Noor-un-Nisa Inayat Khan was born in Moscow on this day in 1914. She was the eldest of the Indian Sufi teacher Pir-O-Murshid Hazrat Inayat Khan and his American wife Ora Ray Baker’s four children.
Noor spent only a few years in Russia. The family relocated to England ahead of the war, and then finally settling in France. She studied at the Sorbonne and the Paris Conservatory. Noor was a highly accomplished musician, poet, and children’s book author, perhaps best known for her adaptations of the Jataka Tales.
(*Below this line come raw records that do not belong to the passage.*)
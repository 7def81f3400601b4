use axum::{
    http::StatusCode,
    response::{IntoResponse, Response},
    Json,
};
use thiserror::Error;
use tracing::error;

use crate::auth::dto::{FieldError, MessageResponse, ValidationErrors};

pub const MSG_DUPLICATE: &str = "El usuario ya existe";
pub const MSG_BAD_CREDENTIALS: &str = "Credenciales inválidas";
pub const MSG_SERVER_ERROR: &str = "Error en el servidor";

#[derive(Debug, Error)]
pub enum AuthError {
    #[error("validation failed on {} field(s)", .0.len())]
    Validation(Vec<FieldError>),

    #[error("malformed request body: {0}")]
    MalformedBody(String),

    #[error("account already exists")]
    DuplicateAccount,

    #[error("no account for email")]
    NotFound,

    #[error("invalid credentials")]
    InvalidCredentials,

    #[error("infrastructure error: {0:#}")]
    Infrastructure(#[from] anyhow::Error),
}

impl AuthError {
    pub fn status(&self) -> StatusCode {
        match self {
            AuthError::Infrastructure(_) => StatusCode::INTERNAL_SERVER_ERROR,
            _ => StatusCode::BAD_REQUEST,
        }
    }
}

impl IntoResponse for AuthError {
    fn into_response(self) -> Response {
        let status = self.status();
        let msg = match self {
            AuthError::Validation(errors) => {
                return (status, Json(ValidationErrors { errors })).into_response();
            }
            AuthError::MalformedBody(detail) => detail,
            AuthError::DuplicateAccount => MSG_DUPLICATE.into(),
            // Same body for both so the response does not reveal whether the email exists.
            AuthError::NotFound | AuthError::InvalidCredentials => MSG_BAD_CREDENTIALS.into(),
            AuthError::Infrastructure(e) => {
                error!(error = ?e, "auth request failed");
                MSG_SERVER_ERROR.into()
            }
        };
        (status, Json(MessageResponse { msg })).into_response()
    }
}

#[cfg(test)]
mod tests {
    use super::*;
    use axum::body::to_bytes;

    async fn body_json(err: AuthError) -> (StatusCode, serde_json::Value) {
        let res = err.into_response();
        let status = res.status();
        let bytes = to_bytes(res.into_body(), usize::MAX).await.unwrap();
        (status, serde_json::from_slice(&bytes).unwrap())
    }

    #[tokio::test]
    async fn not_found_and_wrong_password_are_indistinguishable() {
        let a = body_json(AuthError::NotFound).await;
        let b = body_json(AuthError::InvalidCredentials).await;
        assert_eq!(a, b);
        assert_eq!(a.0, StatusCode::BAD_REQUEST);
    }

    #[tokio::test]
    async fn infrastructure_error_hides_detail() {
        let (status, body) =
            body_json(AuthError::from(anyhow::anyhow!("password authentication failed for user postgres"))).await;
        assert_eq!(status, StatusCode::INTERNAL_SERVER_ERROR);
        assert_eq!(body["msg"], MSG_SERVER_ERROR);
    }

    #[tokio::test]
    async fn validation_errors_render_as_list() {
        let (status, body) = body_json(AuthError::Validation(vec![FieldError {
            kind: "field",
            path: "email",
            msg: "Debe ser un email válido",
            location: "body",
        }]))
        .await;
        assert_eq!(status, StatusCode::BAD_REQUEST);
        assert_eq!(body["errors"][0]["path"], "email");
        assert_eq!(body["errors"][0]["type"], "field");
        assert!(body.get("msg").is_none());
    }
}
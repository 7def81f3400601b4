use anyhow::Context;
use async_trait::async_trait;
use sqlx::{postgres::PgPoolOptions, PgPool};
use tracing::debug;

use crate::auth::repo_types::{InsertOutcome, NewUser, User};
use crate::config::DatabaseConfig;

/// Credential store used by the auth handlers.
#[async_trait]
pub trait UserStore: Send + Sync {
    /// Find a user by (normalized) email.
    async fn find_by_email(&self, email: &str) -> anyhow::Result<Option<User>>;

    /// Insert a new user; a taken email is reported, not raised.
    async fn create(&self, new_user: &NewUser) -> anyhow::Result<InsertOutcome>;

    /// Round-trip to the backing store.
    async fn ping(&self) -> anyhow::Result<()>;
}

#[derive(Clone)]
pub struct PgUserStore {
    pool: PgPool,
}

impl PgUserStore {
    pub async fn connect(config: &DatabaseConfig) -> anyhow::Result<Self> {
        let pool = PgPoolOptions::new()
            .max_connections(config.max_connections)
            .connect(&config.url)
            .await
            .context("connect to database")?;
        Ok(Self { pool })
    }

    pub fn pool(&self) -> &PgPool {
        &self.pool
    }
}

#[async_trait]
impl UserStore for PgUserStore {
    async fn find_by_email(&self, email: &str) -> anyhow::Result<Option<User>> {
        let user = sqlx::query_as::<_, User>(
            r#"
            SELECT id, email, password_hash, display_name, role, active, created_at
            FROM users
            WHERE email = $1
            "#,
        )
        .bind(email)
        .fetch_optional(&self.pool)
        .await
        .context("select user by email")?;
        Ok(user)
    }

    async fn create(&self, new_user: &NewUser) -> anyhow::Result<InsertOutcome> {
        let res = sqlx::query_as::<_, User>(
            r#"
            INSERT INTO users (email, password_hash, display_name)
            VALUES ($1, $2, $3)
            RETURNING id, email, password_hash, display_name, role, active, created_at
            "#,
        )
        .bind(&new_user.email)
        .bind(&new_user.password_hash)
        .bind(&new_user.display_name)
        .fetch_one(&self.pool)
        .await;

        match res {
            Ok(user) => Ok(InsertOutcome::Created(user)),
            Err(sqlx::Error::Database(db_err)) if db_err.is_unique_violation() => {
                debug!(email = %new_user.email, "insert hit unique email constraint");
                Ok(InsertOutcome::EmailTaken)
            }
            Err(e) => Err(anyhow::Error::new(e).context("insert user")),
        }
    }

    async fn ping(&self) -> anyhow::Result<()> {
        let one: i32 = sqlx::query_scalar("SELECT 1")
            .fetch_one(&self.pool)
            .await
            .context("ping database")?;
        anyhow::ensure!(one == 1, "unexpected ping result {one}");
        Ok(())
    }
}

#[cfg(test)]
pub(crate) use memory::MemoryUserStore;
When the Second World war began the family fled again to England. While raised a pacifist Noor found herself drawn into the war. In 1940 she joined the Women’s Auxiliary Air Force before being recruited into the Special Operations Executive. She was sent to France where we worked as an undercover agent and radio operator. Betrayed to the Germans she was arrested. She briefly escaped, but was recaptured. Refusing to cooperate in any way with her captors, and with her escape, she was classified as “highly dangerous,” and kept in chains before finally being moved to Dachau, where on the 11th of September, 1944, she was executed with a single shot to the back of her head.
Her last word was reported to have been “Liberte!”
Noor Inayat Khan was thirty years old.
She was posthumously awarded the George Cross, the Croix de Guerre with silver star.